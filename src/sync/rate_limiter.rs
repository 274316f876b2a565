//! Keyed rate limiting for outbound calls.
//!
//! Every outbound call (listing page, content fetch, remote delete) acquires a
//! slot on a key before it is sent. Calls on the same key are spaced by at
//! least the configured delay; different keys do not wait for each other.
//! One limiter is shared process-wide, so every source and every stage of a
//! run paces against the same clock.
//!
//! # Example
//!
//! ```
//! use std::time::Duration;
//! use cloner_core::sync::{RateLimiter, LISTING_KEY};
//!
//! # async fn example() {
//! let limiter = RateLimiter::new(Duration::from_secs(3));
//!
//! // First call on a key proceeds immediately
//! limiter.acquire(LISTING_KEY).await;
//!
//! // The next call on the same key waits out the delay
//! limiter.acquire(LISTING_KEY).await;
//! # }
//! ```

use std::sync::Arc;
use std::sync::atomic::{AtomicU64, Ordering};
use std::time::Duration;

use dashmap::DashMap;
use tokio::sync::Mutex;
use tokio::time::Instant;
use tracing::{debug, instrument, warn};

/// Key for listing page requests.
pub const LISTING_KEY: &str = "listing";

/// Key for remote delete calls.
pub const RETIRE_KEY: &str = "retire";

/// Warning threshold for cumulative delay per key (30 seconds).
const CUMULATIVE_DELAY_WARNING_THRESHOLD: Duration = Duration::from_secs(30);

/// Maximum Retry-After value (1 hour) to prevent excessive delays.
const MAX_RETRY_AFTER: Duration = Duration::from_secs(3600);

/// Keyed rate limiter.
///
/// Designed to be wrapped in `Arc` and shared. Uses `DashMap` for per-key
/// state and `tokio::sync::Mutex` so the read-update of the timing state is
/// atomic per key.
#[derive(Debug)]
pub struct RateLimiter {
    /// Minimum delay between calls on the same key.
    default_delay: Duration,

    /// Whether rate limiting is disabled (`--rate-limit 0`).
    disabled: bool,

    /// Arc so the `DashMap` shard lock is released before awaiting the inner Mutex.
    keys: DashMap<String, Arc<KeyState>>,
}

#[derive(Debug)]
struct KeyState {
    /// Earliest instant the next call on this key may proceed.
    /// `None` means the key has not been used yet.
    next_allowed: Mutex<Option<Instant>>,

    /// Cumulative delay applied to this key, in milliseconds.
    cumulative_delay_ms: AtomicU64,
}

impl KeyState {
    fn new() -> Self {
        Self {
            next_allowed: Mutex::new(None),
            cumulative_delay_ms: AtomicU64::new(0),
        }
    }

    #[allow(clippy::cast_possible_truncation)]
    fn add_cumulative_delay(&self, delay: Duration) -> Duration {
        let delay_ms = delay.as_millis() as u64;
        let new_total = self
            .cumulative_delay_ms
            .fetch_add(delay_ms, Ordering::SeqCst)
            + delay_ms;
        Duration::from_millis(new_total)
    }
}

impl RateLimiter {
    /// Creates a limiter spacing same-key calls by `default_delay`.
    ///
    /// A zero delay yields a disabled limiter.
    #[must_use]
    #[instrument(skip_all, fields(delay_ms = default_delay.as_millis()))]
    pub fn new(default_delay: Duration) -> Self {
        if default_delay.is_zero() {
            return Self::disabled();
        }
        debug!("creating rate limiter");
        Self {
            default_delay,
            disabled: false,
            keys: DashMap::new(),
        }
    }

    /// Creates a limiter that never waits.
    #[must_use]
    #[instrument]
    pub fn disabled() -> Self {
        debug!("creating disabled rate limiter");
        Self {
            default_delay: Duration::ZERO,
            disabled: true,
            keys: DashMap::new(),
        }
    }

    #[must_use]
    pub fn is_disabled(&self) -> bool {
        self.disabled
    }

    #[must_use]
    pub fn default_delay(&self) -> Duration {
        self.default_delay
    }

    fn state(&self, key: &str) -> Arc<KeyState> {
        self.keys
            .entry(key.to_string())
            .or_insert_with(|| Arc::new(KeyState::new()))
            .clone()
    }

    /// Waits until a call on `key` is allowed, then reserves the next slot.
    ///
    /// The first call on any key proceeds immediately.
    #[instrument(skip(self))]
    pub async fn acquire(&self, key: &str) {
        if self.disabled {
            return;
        }

        let state = self.state(key);
        let mut next_allowed = state.next_allowed.lock().await;

        if let Some(at) = *next_allowed {
            let now = Instant::now();
            if at > now {
                let delay = at - now;
                let cumulative = state.add_cumulative_delay(delay);
                debug!(
                    key,
                    delay_ms = delay.as_millis(),
                    cumulative_ms = cumulative.as_millis(),
                    "applying rate limit delay"
                );
                if cumulative >= CUMULATIVE_DELAY_WARNING_THRESHOLD {
                    warn!(
                        key,
                        cumulative_delay_secs = cumulative.as_secs(),
                        "excessive rate limiting on this endpoint"
                    );
                }
                tokio::time::sleep(delay).await;
            }
        } else {
            debug!(key, "first call on key - no delay");
        }

        *next_allowed = Some(Instant::now() + self.default_delay);
    }

    /// Records a server-mandated pause (from a Retry-After header) on `key`.
    ///
    /// The next [`acquire`](Self::acquire) on the key waits at least `delay`.
    #[instrument(skip(self))]
    pub async fn record_rate_limit(&self, key: &str, delay: Duration) {
        if self.disabled {
            return;
        }
        let state = self.state(key);
        let mut next_allowed = state.next_allowed.lock().await;
        let until = Instant::now() + delay;
        if next_allowed.is_none_or(|at| at < until) {
            *next_allowed = Some(until);
        }
        let cumulative = state.add_cumulative_delay(delay);
        debug!(
            key,
            delay_ms = delay.as_millis(),
            cumulative_ms = cumulative.as_millis(),
            "recorded server rate limit"
        );
        if cumulative >= CUMULATIVE_DELAY_WARNING_THRESHOLD {
            warn!(
                key,
                cumulative_delay_secs = cumulative.as_secs(),
                "excessive server rate limiting - remote may be throttling this account"
            );
        }
    }
}

/// Rate-limit key for content fetched from `url`: `content:<host>`.
///
/// Malformed URLs share the `content:unknown` key so they are still paced.
#[must_use]
pub fn content_key(url: &str) -> String {
    let host = url::Url::parse(url)
        .ok()
        .and_then(|u| u.host_str().map(str::to_lowercase))
        .unwrap_or_else(|| "unknown".to_string());
    format!("content:{host}")
}

/// Parses a Retry-After header value.
///
/// Supports integer seconds and HTTP-date. Returns `None` if unparseable;
/// caps values at 1 hour; past dates yield zero.
#[must_use]
#[instrument]
pub fn parse_retry_after(header_value: &str) -> Option<Duration> {
    let header_value = header_value.trim();

    if let Ok(seconds) = header_value.parse::<i64>() {
        if seconds < 0 {
            debug!(seconds, "negative Retry-After value, ignoring");
            return None;
        }

        #[allow(clippy::cast_sign_loss)]
        let duration = Duration::from_secs(seconds as u64);
        if duration > MAX_RETRY_AFTER {
            warn!(
                seconds,
                max_seconds = MAX_RETRY_AFTER.as_secs(),
                "Retry-After exceeds maximum, capping at 1 hour"
            );
            return Some(MAX_RETRY_AFTER);
        }
        return Some(duration);
    }

    if let Ok(datetime) = httpdate::parse_http_date(header_value) {
        match datetime.duration_since(std::time::SystemTime::now()) {
            Ok(duration) if duration > MAX_RETRY_AFTER => {
                warn!(
                    delay_secs = duration.as_secs(),
                    "Retry-After date exceeds maximum, capping at 1 hour"
                );
                Some(MAX_RETRY_AFTER)
            }
            Ok(duration) => Some(duration),
            Err(_) => {
                debug!(header_value, "Retry-After date is in the past, returning zero");
                Some(Duration::ZERO)
            }
        }
    } else {
        debug!(header_value, "unparseable Retry-After value");
        None
    }
}
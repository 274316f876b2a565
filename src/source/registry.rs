//! Explicit source registration table.
//!
//! Each entry maps a source name to a constructor that builds its
//! [`Authenticator`] from the loaded configuration. The table is validated
//! against the configured enabled-source set at startup, so a typo in the
//! config fails fast instead of silently mirroring nothing.

use thiserror::Error;
use tracing::{debug, instrument};

use crate::config::{AppConfig, ConfigError};

use super::drive::{DRIVE_DESCRIPTOR, DriveAuthenticator};
use super::reddit::{REDDIT_DESCRIPTOR, RedditAuthenticator};
use super::{Authenticator, SourceDescriptor};

/// Constructor signature for registry entries.
pub type BuildAuthenticator = fn(&AppConfig) -> Result<Box<dyn Authenticator>, ConfigError>;

/// Errors produced when resolving enabled sources.
#[derive(Debug, Error)]
pub enum RegistryError {
    /// An enabled source has no registry entry.
    #[error("source `{name}` is enabled but not registered (known sources: {known})")]
    UnknownSource {
        /// The unrecognized name.
        name: String,
        /// Comma-separated registered names.
        known: String,
    },

    /// A source's configuration could not produce an authenticator.
    #[error("source `{name}` is misconfigured: {source}")]
    Misconfigured {
        /// Source name.
        name: String,
        /// Underlying config problem.
        #[source]
        source: ConfigError,
    },
}

/// One registered source.
#[derive(Debug, Clone, Copy)]
pub struct SourceEntry {
    pub descriptor: SourceDescriptor,
    pub build: BuildAuthenticator,
}

/// Ordered table of known sources.
#[derive(Debug, Default)]
pub struct SourceRegistry {
    entries: Vec<SourceEntry>,
}

impl SourceRegistry {
    #[must_use]
    pub fn new() -> Self {
        Self::default()
    }

    /// Registers a source. A later entry with the same name replaces the earlier one.
    pub fn register(&mut self, descriptor: SourceDescriptor, build: BuildAuthenticator) {
        self.entries.retain(|entry| entry.descriptor.name != descriptor.name);
        self.entries.push(SourceEntry { descriptor, build });
    }

    #[must_use]
    pub fn get(&self, name: &str) -> Option<&SourceEntry> {
        self.entries
            .iter()
            .find(|entry| entry.descriptor.name == name)
    }

    /// Returns registered source names in registration order.
    #[must_use]
    pub fn names(&self) -> Vec<&'static str> {
        self.entries.iter().map(|entry| entry.descriptor.name).collect()
    }

    /// Resolves `enabled` names to entries, preserving the given order.
    ///
    /// # Errors
    ///
    /// Returns [`RegistryError::UnknownSource`] for the first name with no entry.
    #[instrument(skip(self))]
    pub fn resolve_enabled(&self, enabled: &[String]) -> Result<Vec<SourceEntry>, RegistryError> {
        enabled
            .iter()
            .map(|name| {
                self.get(name).copied().ok_or_else(|| RegistryError::UnknownSource {
                    name: name.clone(),
                    known: self.names().join(", "),
                })
            })
            .collect()
    }

    /// Builds authenticators for every enabled source.
    ///
    /// # Errors
    ///
    /// Returns [`RegistryError`] when a source is unknown or its config is incomplete.
    pub fn build_enabled(
        &self,
        config: &AppConfig,
        enabled: &[String],
    ) -> Result<Vec<Box<dyn Authenticator>>, RegistryError> {
        self.resolve_enabled(enabled)?
            .into_iter()
            .map(|entry| {
                debug!(source = entry.descriptor.name, "building authenticator");
                (entry.build)(config).map_err(|source| RegistryError::Misconfigured {
                    name: entry.descriptor.name.to_string(),
                    source,
                })
            })
            .collect()
    }
}

/// Builds the registry of every source this binary ships.
#[must_use]
pub fn build_default_source_registry() -> SourceRegistry {
    let mut registry = SourceRegistry::new();
    registry.register(REDDIT_DESCRIPTOR, build_reddit);
    registry.register(DRIVE_DESCRIPTOR, build_drive);
    registry
}

fn build_reddit(config: &AppConfig) -> Result<Box<dyn Authenticator>, ConfigError> {
    let (credentials, settings) = config.reddit_connection()?;
    Ok(Box::new(RedditAuthenticator::new(credentials, settings)))
}

fn build_drive(config: &AppConfig) -> Result<Box<dyn Authenticator>, ConfigError> {
    let (access_token, settings) = config.drive_connection()?;
    Ok(Box::new(DriveAuthenticator::new(access_token, settings)))
}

Your goal> All lines of the entries containing the string "capping" must be shown in full.

Output for this task>
                "Retry-After exceeds maximum, capping at 1 hour"
                    "Retry-After date exceeds maximum, capping at 1 hour"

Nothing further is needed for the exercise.